Collected data entries
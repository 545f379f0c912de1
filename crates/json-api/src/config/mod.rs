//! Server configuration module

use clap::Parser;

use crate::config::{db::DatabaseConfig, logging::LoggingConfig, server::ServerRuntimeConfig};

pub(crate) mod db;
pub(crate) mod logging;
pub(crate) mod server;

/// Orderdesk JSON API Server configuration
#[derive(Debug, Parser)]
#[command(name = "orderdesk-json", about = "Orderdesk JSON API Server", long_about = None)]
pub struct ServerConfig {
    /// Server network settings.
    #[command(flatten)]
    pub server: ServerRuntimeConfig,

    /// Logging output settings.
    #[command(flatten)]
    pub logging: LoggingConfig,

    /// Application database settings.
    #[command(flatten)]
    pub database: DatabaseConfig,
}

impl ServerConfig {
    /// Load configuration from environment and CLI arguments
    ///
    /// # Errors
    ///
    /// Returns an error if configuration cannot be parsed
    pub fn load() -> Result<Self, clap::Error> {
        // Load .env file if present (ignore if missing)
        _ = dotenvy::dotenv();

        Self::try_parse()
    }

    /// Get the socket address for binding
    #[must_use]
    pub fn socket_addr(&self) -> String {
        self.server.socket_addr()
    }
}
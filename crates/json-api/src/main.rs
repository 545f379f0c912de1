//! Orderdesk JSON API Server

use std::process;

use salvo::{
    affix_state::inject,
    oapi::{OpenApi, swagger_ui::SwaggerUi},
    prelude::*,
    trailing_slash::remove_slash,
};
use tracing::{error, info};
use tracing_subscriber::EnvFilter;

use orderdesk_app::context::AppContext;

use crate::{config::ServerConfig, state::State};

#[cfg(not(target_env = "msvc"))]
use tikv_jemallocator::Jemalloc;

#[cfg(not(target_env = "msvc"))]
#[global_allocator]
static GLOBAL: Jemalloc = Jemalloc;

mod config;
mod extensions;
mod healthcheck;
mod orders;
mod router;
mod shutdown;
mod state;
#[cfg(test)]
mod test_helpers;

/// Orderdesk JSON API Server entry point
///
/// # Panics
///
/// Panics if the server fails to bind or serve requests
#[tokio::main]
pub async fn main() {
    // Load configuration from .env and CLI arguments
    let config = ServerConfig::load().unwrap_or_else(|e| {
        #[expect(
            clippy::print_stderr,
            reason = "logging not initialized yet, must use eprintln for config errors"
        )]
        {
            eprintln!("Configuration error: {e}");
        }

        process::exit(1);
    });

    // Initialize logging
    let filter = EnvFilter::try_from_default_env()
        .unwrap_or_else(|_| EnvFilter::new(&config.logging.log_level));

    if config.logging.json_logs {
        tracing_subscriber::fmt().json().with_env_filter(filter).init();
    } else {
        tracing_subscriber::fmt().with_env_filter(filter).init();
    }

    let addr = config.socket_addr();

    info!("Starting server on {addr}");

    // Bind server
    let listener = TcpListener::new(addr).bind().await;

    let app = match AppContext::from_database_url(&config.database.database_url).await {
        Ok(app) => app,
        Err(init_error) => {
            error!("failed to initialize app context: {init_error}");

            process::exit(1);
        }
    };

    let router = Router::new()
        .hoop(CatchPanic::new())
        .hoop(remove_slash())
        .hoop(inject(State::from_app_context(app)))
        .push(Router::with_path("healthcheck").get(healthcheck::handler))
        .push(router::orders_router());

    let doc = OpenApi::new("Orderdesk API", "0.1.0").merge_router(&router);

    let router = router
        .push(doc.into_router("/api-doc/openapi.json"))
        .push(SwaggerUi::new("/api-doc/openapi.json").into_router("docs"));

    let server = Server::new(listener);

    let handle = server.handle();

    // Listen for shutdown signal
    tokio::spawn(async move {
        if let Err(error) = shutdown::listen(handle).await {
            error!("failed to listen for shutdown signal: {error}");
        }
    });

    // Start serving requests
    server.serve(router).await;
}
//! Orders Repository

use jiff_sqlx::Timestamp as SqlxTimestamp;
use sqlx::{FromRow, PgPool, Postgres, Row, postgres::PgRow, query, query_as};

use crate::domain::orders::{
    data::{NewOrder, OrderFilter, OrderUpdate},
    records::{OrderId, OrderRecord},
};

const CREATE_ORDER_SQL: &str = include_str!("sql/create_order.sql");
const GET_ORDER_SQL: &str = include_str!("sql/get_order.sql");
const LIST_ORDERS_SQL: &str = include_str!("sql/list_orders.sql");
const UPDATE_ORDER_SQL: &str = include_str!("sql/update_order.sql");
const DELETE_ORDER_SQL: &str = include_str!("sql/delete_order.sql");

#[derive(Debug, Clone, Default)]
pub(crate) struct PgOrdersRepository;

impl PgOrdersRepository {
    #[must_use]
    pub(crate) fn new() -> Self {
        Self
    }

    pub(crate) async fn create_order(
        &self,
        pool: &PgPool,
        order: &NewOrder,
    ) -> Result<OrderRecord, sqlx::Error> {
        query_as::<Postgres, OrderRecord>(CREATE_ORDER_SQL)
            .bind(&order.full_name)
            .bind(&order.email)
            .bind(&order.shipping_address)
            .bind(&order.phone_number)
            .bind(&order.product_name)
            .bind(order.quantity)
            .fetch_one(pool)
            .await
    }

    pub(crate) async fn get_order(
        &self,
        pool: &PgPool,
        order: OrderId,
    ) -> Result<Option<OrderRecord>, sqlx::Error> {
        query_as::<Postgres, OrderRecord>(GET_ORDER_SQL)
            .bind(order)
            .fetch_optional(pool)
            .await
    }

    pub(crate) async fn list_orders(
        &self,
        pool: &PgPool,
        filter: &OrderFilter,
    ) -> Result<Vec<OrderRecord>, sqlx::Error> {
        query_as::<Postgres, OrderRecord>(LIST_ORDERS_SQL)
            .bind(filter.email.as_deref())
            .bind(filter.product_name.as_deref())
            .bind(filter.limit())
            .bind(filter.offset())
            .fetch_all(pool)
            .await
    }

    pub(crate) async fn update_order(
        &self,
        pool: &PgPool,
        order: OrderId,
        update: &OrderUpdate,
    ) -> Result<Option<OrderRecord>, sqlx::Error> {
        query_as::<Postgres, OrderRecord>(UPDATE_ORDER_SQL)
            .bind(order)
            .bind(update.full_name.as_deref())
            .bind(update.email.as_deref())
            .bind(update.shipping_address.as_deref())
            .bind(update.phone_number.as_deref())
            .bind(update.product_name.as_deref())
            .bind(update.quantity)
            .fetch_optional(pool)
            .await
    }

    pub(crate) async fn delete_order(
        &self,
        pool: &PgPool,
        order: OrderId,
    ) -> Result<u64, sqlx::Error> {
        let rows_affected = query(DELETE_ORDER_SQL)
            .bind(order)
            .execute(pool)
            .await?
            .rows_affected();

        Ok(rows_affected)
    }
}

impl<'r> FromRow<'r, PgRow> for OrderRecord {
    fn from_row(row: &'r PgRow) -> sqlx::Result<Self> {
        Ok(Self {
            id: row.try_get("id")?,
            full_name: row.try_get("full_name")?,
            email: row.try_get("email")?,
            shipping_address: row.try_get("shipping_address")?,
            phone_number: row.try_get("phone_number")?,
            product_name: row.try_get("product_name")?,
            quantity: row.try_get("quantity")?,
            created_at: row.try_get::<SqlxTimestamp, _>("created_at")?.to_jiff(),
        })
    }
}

==

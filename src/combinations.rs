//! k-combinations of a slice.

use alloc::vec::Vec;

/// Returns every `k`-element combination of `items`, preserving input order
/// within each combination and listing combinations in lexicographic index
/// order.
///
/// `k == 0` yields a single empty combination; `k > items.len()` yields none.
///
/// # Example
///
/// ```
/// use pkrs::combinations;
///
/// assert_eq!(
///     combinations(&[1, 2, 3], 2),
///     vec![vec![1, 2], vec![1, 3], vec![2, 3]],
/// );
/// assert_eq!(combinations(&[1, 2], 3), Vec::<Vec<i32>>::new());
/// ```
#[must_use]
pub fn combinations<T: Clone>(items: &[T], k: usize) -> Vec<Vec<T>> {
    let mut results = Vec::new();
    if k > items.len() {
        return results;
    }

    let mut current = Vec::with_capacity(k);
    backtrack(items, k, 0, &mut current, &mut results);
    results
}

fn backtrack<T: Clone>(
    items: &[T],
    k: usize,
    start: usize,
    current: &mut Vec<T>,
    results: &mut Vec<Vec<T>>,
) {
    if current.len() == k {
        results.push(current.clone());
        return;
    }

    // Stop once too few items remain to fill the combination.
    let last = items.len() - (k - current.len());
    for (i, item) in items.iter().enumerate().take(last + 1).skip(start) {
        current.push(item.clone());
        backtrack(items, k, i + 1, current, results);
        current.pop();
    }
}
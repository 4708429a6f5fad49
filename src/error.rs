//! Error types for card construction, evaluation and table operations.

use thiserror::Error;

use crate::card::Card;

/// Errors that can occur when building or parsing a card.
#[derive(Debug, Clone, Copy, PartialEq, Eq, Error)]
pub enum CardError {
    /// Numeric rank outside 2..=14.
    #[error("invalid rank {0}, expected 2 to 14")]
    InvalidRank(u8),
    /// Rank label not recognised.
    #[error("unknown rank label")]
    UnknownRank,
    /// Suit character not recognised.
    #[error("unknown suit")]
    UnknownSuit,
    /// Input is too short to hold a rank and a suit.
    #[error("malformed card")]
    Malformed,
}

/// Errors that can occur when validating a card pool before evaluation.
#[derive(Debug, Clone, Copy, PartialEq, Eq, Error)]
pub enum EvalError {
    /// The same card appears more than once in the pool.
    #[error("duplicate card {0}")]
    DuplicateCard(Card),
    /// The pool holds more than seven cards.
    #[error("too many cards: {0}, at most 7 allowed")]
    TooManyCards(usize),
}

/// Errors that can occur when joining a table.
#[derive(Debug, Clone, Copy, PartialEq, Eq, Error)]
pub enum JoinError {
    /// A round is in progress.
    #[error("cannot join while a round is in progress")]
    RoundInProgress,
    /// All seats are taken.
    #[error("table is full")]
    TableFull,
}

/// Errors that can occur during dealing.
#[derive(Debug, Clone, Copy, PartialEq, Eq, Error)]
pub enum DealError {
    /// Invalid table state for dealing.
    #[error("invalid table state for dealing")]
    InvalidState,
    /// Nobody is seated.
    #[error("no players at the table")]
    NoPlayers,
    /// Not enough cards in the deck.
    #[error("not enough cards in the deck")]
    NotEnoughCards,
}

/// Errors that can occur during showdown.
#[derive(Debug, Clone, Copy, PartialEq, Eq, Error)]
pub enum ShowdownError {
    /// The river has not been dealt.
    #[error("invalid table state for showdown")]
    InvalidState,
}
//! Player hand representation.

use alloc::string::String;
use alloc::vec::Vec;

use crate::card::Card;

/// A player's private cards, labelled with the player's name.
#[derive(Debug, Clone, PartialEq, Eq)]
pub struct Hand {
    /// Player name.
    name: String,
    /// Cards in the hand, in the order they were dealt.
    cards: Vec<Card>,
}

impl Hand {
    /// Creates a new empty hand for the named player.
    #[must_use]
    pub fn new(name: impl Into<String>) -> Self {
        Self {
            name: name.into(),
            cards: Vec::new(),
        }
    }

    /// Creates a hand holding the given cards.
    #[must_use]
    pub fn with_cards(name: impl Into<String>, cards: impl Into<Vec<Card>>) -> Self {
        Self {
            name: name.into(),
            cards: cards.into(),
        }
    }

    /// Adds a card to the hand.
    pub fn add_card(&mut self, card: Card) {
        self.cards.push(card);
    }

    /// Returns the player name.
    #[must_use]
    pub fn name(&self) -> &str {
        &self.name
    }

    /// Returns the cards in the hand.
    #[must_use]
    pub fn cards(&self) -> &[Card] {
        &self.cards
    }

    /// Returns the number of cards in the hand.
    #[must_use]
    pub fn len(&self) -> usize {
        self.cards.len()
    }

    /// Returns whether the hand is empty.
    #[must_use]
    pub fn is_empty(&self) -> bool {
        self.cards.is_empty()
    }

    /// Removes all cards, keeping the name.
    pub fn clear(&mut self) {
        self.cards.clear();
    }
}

==

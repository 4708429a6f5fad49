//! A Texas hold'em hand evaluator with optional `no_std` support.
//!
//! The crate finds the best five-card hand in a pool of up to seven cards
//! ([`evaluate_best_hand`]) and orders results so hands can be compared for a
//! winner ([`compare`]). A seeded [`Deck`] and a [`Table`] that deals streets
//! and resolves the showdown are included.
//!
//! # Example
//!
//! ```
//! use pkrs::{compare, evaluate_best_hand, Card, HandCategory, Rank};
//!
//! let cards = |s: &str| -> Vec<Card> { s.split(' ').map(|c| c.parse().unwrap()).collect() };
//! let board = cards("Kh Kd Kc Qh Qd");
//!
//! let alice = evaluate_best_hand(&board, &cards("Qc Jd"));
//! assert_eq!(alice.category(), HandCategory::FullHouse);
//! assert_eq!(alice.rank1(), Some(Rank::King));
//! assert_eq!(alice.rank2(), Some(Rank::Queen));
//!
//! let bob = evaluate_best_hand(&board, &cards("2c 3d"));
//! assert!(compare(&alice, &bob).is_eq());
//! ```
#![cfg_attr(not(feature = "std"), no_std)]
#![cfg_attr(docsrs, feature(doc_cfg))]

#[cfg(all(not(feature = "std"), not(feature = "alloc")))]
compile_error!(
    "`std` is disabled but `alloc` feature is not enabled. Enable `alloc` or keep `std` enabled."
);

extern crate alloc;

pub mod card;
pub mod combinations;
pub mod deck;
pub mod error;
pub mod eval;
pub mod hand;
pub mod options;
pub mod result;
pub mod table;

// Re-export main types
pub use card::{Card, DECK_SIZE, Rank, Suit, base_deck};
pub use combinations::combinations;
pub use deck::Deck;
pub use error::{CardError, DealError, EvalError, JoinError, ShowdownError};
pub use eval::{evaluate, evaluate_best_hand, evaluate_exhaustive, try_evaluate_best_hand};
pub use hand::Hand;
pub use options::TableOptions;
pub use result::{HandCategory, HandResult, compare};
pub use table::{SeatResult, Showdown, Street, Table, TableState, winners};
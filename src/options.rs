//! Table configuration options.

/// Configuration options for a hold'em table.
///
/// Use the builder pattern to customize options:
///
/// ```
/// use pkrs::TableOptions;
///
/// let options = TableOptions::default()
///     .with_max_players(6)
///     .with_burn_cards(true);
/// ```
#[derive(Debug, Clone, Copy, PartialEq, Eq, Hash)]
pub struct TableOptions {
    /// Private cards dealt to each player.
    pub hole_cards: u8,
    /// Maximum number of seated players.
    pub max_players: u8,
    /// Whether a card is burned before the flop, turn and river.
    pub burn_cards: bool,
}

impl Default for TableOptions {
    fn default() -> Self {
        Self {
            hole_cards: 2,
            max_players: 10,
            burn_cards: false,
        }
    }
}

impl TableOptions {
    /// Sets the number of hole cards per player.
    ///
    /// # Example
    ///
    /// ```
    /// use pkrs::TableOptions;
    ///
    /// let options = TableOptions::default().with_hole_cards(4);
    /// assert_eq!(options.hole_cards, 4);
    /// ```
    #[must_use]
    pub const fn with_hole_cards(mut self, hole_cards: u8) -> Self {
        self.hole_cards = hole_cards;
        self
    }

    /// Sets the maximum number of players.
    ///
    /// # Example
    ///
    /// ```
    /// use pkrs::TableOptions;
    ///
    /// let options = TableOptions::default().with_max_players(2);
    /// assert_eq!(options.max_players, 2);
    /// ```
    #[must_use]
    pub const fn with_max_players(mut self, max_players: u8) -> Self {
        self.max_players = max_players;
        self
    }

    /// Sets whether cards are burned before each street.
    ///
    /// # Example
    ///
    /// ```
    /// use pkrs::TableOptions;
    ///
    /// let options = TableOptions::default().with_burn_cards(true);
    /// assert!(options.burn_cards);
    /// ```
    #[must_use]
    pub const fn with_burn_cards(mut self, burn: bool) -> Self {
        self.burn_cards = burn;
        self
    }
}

**Exercise requirements:** Your answer should consist of each line above in which "EnvFilter" appears.

**Task solution:**
use tracing_subscriber::EnvFilter;
    let filter = EnvFilter::try_from_default_env()
        .unwrap_or_else(|_| EnvFilter::new(&config.logging.log_level));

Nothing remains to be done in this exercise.